In this role, you'll have access to unparalleled compute resources, massive multimodal real-world datasets, and close collaboration with a small team of world-class AI research engineers. You'll be involved in every stage of the VLM pipeline-pre-training, alignment, post-training, reinforcement learning, evaluation, distillation, deployment, and efficient inference-pushing the boundaries of vision-language integration for real-world applications.

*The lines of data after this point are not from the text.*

//! Reading Storage
//!
//! This module provides persistence for weather readings:
//!
//! - **schema**: The six sensor columns, their kinds and bounds
//! - **types**: Core data structures (Reading, Visibility, ColumnValue)
//! - **store**: The `ReadingStore` trait the rest of the crate talks to
//! - **engine**: SQLite implementation of `ReadingStore`
//! - **error**: Error types
//!
//! # Example
//!
//! ```rust,no_run
//! use weatherlog::storage::{Reading, ReadingStore, StorageEngine, Visibility};
//! use weatherlog::query::Conjunction;
//!
//! #[tokio::main]
//! async fn main() -> Result<(), Box<dyn std::error::Error>> {
//!     let engine = StorageEngine::open("./weather.db")?;
//!
//!     engine
//!         .append(&[Reading::new(1_700_000_000, 12.5, 0.0, 80.0, 4.2, Visibility::Good)])
//!         .await?;
//!
//!     let all = engine.find(&Conjunction::new(), None).await?;
//!     println!("{} readings", all.len());
//!
//!     Ok(())
//! }
//! ```

pub mod engine;
pub mod error;
pub mod schema;
pub mod store;
pub mod types;

// Re-export commonly used types
pub use engine::StorageEngine;
pub use error::{StorageError, StorageResult};
pub use schema::{Column, ColumnKind};
pub use store::{AggregateValue, ReadingStore};
pub use types::{ColumnValue, Reading, Visibility};
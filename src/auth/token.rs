//! Signed token authenticator
//!
//! Users come from configuration with bcrypt password hashes. Tokens are
//! HS256 JWTs carrying the email and an expiry, so any instance holding the
//! same secret accepts them and a restart logs nobody out.

use async_trait::async_trait;
use chrono::{DateTime, Duration, Utc};
use jsonwebtoken::{errors::ErrorKind, Algorithm, DecodingKey, EncodingKey, Header, Validation};
use serde::{Deserialize, Serialize};
use std::collections::HashMap;
use tracing::{debug, warn};

use super::{AccessToken, AuthError, AuthResult, AuthService, Principal, UserAccount};

/// JWT payload
#[derive(Debug, Clone, Serialize, Deserialize, PartialEq, Eq)]
pub struct Claims {
    /// User email
    pub sub: String,
    /// Issued at, unix seconds
    pub iat: i64,
    /// Expiry, unix seconds
    pub exp: i64,
}

/// Bearer-token authenticator backed by a fixed user list
pub struct TokenAuthenticator {
    users: HashMap<String, String>,
    ttl: Duration,
    encoding: EncodingKey,
    decoding: DecodingKey,
    validation: Validation,
}

impl TokenAuthenticator {
    pub fn new(users: Vec<UserAccount>, secret: &[u8], ttl: Duration) -> Self {
        let mut validation = Validation::new(Algorithm::HS256);
        validation.leeway = 0;

        Self {
            users: users
                .into_iter()
                .map(|u| (u.email, u.password_hash))
                .collect(),
            ttl,
            encoding: EncodingKey::from_secret(secret),
            decoding: DecodingKey::from_secret(secret),
            validation,
        }
    }

    pub fn user_count(&self) -> usize {
        self.users.len()
    }

    /// Sign a token for `email` expiring `ttl` from now
    fn issue(&self, email: &str) -> AuthResult<AccessToken> {
        let now = Utc::now();
        let expires_at = now + self.ttl;
        let claims = Claims {
            sub: email.to_string(),
            iat: now.timestamp(),
            exp: expires_at.timestamp(),
        };

        let token = jsonwebtoken::encode(&Header::new(Algorithm::HS256), &claims, &self.encoding)
            .map_err(|e| AuthError::Internal(e.to_string()))?;

        Ok(AccessToken {
            token,
            expires_at: DateTime::from_timestamp(claims.exp, 0).unwrap_or(expires_at),
        })
    }
}

/// Check a password against a bcrypt hash off the async workers
async fn verify_password(password: &str, hash: &str) -> AuthResult<bool> {
    let password = password.to_string();
    let hash = hash.to_string();

    let outcome = tokio::task::spawn_blocking(move || bcrypt::verify(password, &hash))
        .await
        .map_err(|e| AuthError::Internal(e.to_string()))?;

    match outcome {
        Ok(matched) => Ok(matched),
        Err(e) => {
            warn!(error = %e, "Stored password is not a bcrypt hash");
            Ok(false)
        }
    }
}

#[async_trait]
impl AuthService for TokenAuthenticator {
    async fn login(&self, email: &str, password: &str) -> AuthResult<AccessToken> {
        let valid = match self.users.get(email) {
            Some(hash) => verify_password(password, hash).await?,
            None => {
                // Unknown email: same bcrypt work as a wrong password.
                if let Some(hash) = self.users.values().next() {
                    verify_password(password, hash).await?;
                }
                false
            }
        };

        if !valid {
            warn!("Login failed");
            return Err(AuthError::InvalidCredentials);
        }

        let token = self.issue(email)?;
        debug!(email, expires_at = %token.expires_at, "Issued access token");
        Ok(token)
    }

    async fn verify(&self, token: &str) -> AuthResult<Principal> {
        if token.is_empty() {
            return Err(AuthError::MissingToken);
        }

        let data = jsonwebtoken::decode::<Claims>(token, &self.decoding, &self.validation)
            .map_err(|e| match e.kind() {
                ErrorKind::ExpiredSignature => AuthError::Expired,
                _ => AuthError::InvalidToken,
            })?;

        // Tokens for users removed from the config stop working.
        if !self.users.contains_key(&data.claims.sub) {
            return Err(AuthError::InvalidToken);
        }

        Ok(Principal {
            email: data.claims.sub,
        })
    }
}

#[cfg(test)]
mod tests {
    use super::*;
    use crate::auth::hash_password;

    const SECRET: &[u8] = b"test-signing-secret";

    fn users() -> Vec<UserAccount> {
        vec![UserAccount::new(
            "ops@example.com",
            hash_password("hunter2", 4).unwrap(),
        )]
    }

    fn authenticator(ttl: Duration) -> TokenAuthenticator {
        TokenAuthenticator::new(users(), SECRET, ttl)
    }

    #[tokio::test]
    async fn test_login_and_verify() {
        let auth = authenticator(Duration::hours(1));

        let token = auth.login("ops@example.com", "hunter2").await.unwrap();
        assert!(token.expires_at > Utc::now());
        assert_eq!(token.token.split('.').count(), 3);

        let principal = auth.verify(&token.token).await.unwrap();
        assert_eq!(principal.email, "ops@example.com");
    }

    #[tokio::test]
    async fn test_token_survives_new_instance() {
        let first = authenticator(Duration::hours(1));
        let token = first.login("ops@example.com", "hunter2").await.unwrap();
        drop(first);

        let second = authenticator(Duration::hours(1));
        let principal = second.verify(&token.token).await.unwrap();
        assert_eq!(principal.email, "ops@example.com");
    }

    #[tokio::test]
    async fn test_other_secret_rejected() {
        let auth = authenticator(Duration::hours(1));
        let token = auth.login("ops@example.com", "hunter2").await.unwrap();

        let other = TokenAuthenticator::new(users(), b"another-secret", Duration::hours(1));
        assert_eq!(other.verify(&token.token).await, Err(AuthError::InvalidToken));
    }

    #[tokio::test]
    async fn test_tampered_token_rejected() {
        let auth = authenticator(Duration::hours(1));
        let token = auth.login("ops@example.com", "hunter2").await.unwrap().token;

        // Swap the payload for one naming another user, keep the signature.
        let parts: Vec<&str> = token.split('.').collect();
        let forged_claims = Claims {
            sub: "intruder@example.com".into(),
            iat: 0,
            exp: Utc::now().timestamp() + 3600,
        };
        let forged = jsonwebtoken::encode(
            &Header::new(Algorithm::HS256),
            &forged_claims,
            &EncodingKey::from_secret(b"guessed"),
        )
        .unwrap();
        let forged_payload = forged.split('.').nth(1).unwrap();
        let tampered = format!("{}.{}.{}", parts[0], forged_payload, parts[2]);
        assert_eq!(auth.verify(&tampered).await, Err(AuthError::InvalidToken));

        let mut truncated = token.clone();
        truncated.pop();
        assert_eq!(auth.verify(&truncated).await, Err(AuthError::InvalidToken));
    }

    #[tokio::test]
    async fn test_login_failures_are_identical() {
        let auth = authenticator(Duration::hours(1));

        let wrong_password = auth.login("ops@example.com", "hunter3").await.unwrap_err();
        let unknown_user = auth.login("nobody@example.com", "hunter2").await.unwrap_err();
        assert_eq!(wrong_password, AuthError::InvalidCredentials);
        assert_eq!(wrong_password, unknown_user);
    }

    #[tokio::test]
    async fn test_plaintext_password_in_config_never_matches() {
        let auth = TokenAuthenticator::new(
            vec![UserAccount::new("ops@example.com", "hunter2")],
            SECRET,
            Duration::hours(1),
        );
        assert_eq!(
            auth.login("ops@example.com", "hunter2").await,
            Err(AuthError::InvalidCredentials)
        );
    }

    #[tokio::test]
    async fn test_no_users_configured() {
        let auth = TokenAuthenticator::new(Vec::new(), SECRET, Duration::hours(1));
        assert_eq!(
            auth.login("ops@example.com", "hunter2").await,
            Err(AuthError::InvalidCredentials)
        );
    }

    #[tokio::test]
    async fn test_verify_rejects_garbage() {
        let auth = authenticator(Duration::hours(1));
        assert_eq!(auth.verify("not-a-token").await, Err(AuthError::InvalidToken));
        assert_eq!(auth.verify("").await, Err(AuthError::MissingToken));
    }

    #[tokio::test]
    async fn test_expired_token() {
        let auth = authenticator(Duration::hours(-1));

        let token = auth.login("ops@example.com", "hunter2").await.unwrap();
        assert_eq!(auth.verify(&token.token).await, Err(AuthError::Expired));
    }

    #[tokio::test]
    async fn test_removed_user_token_rejected() {
        let auth = authenticator(Duration::hours(1));
        let token = auth.login("ops@example.com", "hunter2").await.unwrap();

        let without_user = TokenAuthenticator::new(Vec::new(), SECRET, Duration::hours(1));
        assert_eq!(
            without_user.verify(&token.token).await,
            Err(AuthError::InvalidToken)
        );
    }
}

- Compute and verify scaling laws for real-world understanding using large GPU clusters and extensive datasets
- Develop and debug large distributed training jobs spanning tens of thousands of GPUs
- Align our pre-trained foundation vision models with large language models for unified perception and language comprehension
- Buildild new human-labeled and synthetic datasets addressing real-world tasks and physical reasoning
- Explore reward functions and SOTA RL techniques to enhance real-world understanding and problem-solving
- Leverage Tesla's data to create robust evaluation sets focused on real-world scenarios and physical accuracy
- Perform knowledge distillation from larger models to smaller, edge-optimized models deployable across Tesla cars and robots
- Apply quantization, inference-time optimizations, and device-specific tweaks to reduce power consumption and latency
- Deep Learning Background: Experience with large-scale vision-language models, multimodal transformers, or related architectures
- Distributed Systems Expertise: Proven ability to train and optimize models on high-performance clusters (thousands of GPUs)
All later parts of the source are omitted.